The disclosure was made by Italian prosecutors in court documents which were gotten from investigation by Italian authorities into the deal. The documents also confirmed that Shell and ENI knew a good chunk of the $1.3 billion would be disbursed as kickbacks to Nigerian politicians, yet went ahead with the deal,

The prosecutors quoted Ednan Agaev, a Russian middleman who helped negotiate the transfer of the oil block to Shell and Eni, as saying that Dan Etete, the former petroleum minister at the heart of the oil scandal, said he intended to dole out as much as $400 million in bribes if the deal went through, If Mr Etete actually paid out such an amount in bribes to Nigerian officials, “Agaev stated that he would think President Goodluck Jonathan got at least $200 million of this money,” an excerpt of FBI submissions to Italian authorities stated.

It was learnt that Agaev made the disclosure to the FBI during an interview and was also said to have met with Mr Jonathan on more than one occasion in Nigeria during the OPL 245 negotiations. The Russian, who was Mr. Etete’s representative in the negotiation, said the convicted former petroleum minister told him of the $400 million bribe to Nigerian politicians when he approached him for his payment. When FBI detectives asked Mr. Agaev about payment of his commission, he “stated that he went to Etete and told him to pay him the $65,000,000 fee. Agaev stated that Etete said, ‘I can’t pay you, I have to pay Adoke [Mohammed Bello Adoke, then Nigeria’s attorney general] $400 million and all the other people in the Senate and the National assembly.” The claim that Jonathan probably received as much as $200 million in the deal was also repeated by the Russian in a follow-up interview with Italian prosecutors, led by Fabio De Pasquale in Milan. “I said that if it’s true, that he paid, he had to pay 400 million, I assume that at least 200 went to Goodluck (Jonathan).” “I heard from Chief (Etete), he claims that he had to pay 400 million, so, if this is true, if he paid 400 million, then most probably the President, as the biggest boss, took at least the half of it,” documents prepared by Italian prosecutors quoted. But Jonathan has denied any wrongdoing despite the fact that his name has repeatedly featured in different investigations in the scandal across many jurisdictions. Jonathan’s spokesperson, Ikechukwu Eze, had in a statement on a January 10 exonerated the former president about the Malabu oil deal. Meanwhile, the federal government had approached the Federal High Court sitting in Abuja for a warrant of arrest on former attorney general of the federation and minister of justice, Mohammed Adoke, over the controversial Malabu oil deal.
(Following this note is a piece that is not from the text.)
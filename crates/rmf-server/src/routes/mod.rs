pub mod form;
pub mod login;
pub mod logout;
pub mod not_maintainer;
NAIJ.com added that the request was presented by the Economic and Financial Crimes Commission (EFCC) on Monday, April 3. The EFCC has charged the former Attorney General, with illegal transfer of more than 800 million Dollars for the purchase of Oil Prospecting License, OPL, 245 to a former Minister of Petroleum, Don Etete and Malabu Oil. Counsel of the EFCC Johnson Ojogbane, however, made the plea verbally. Justice Tsoho, in his ruling told Ojogbane to bring the request in writing. He then adjourned the case to June 13.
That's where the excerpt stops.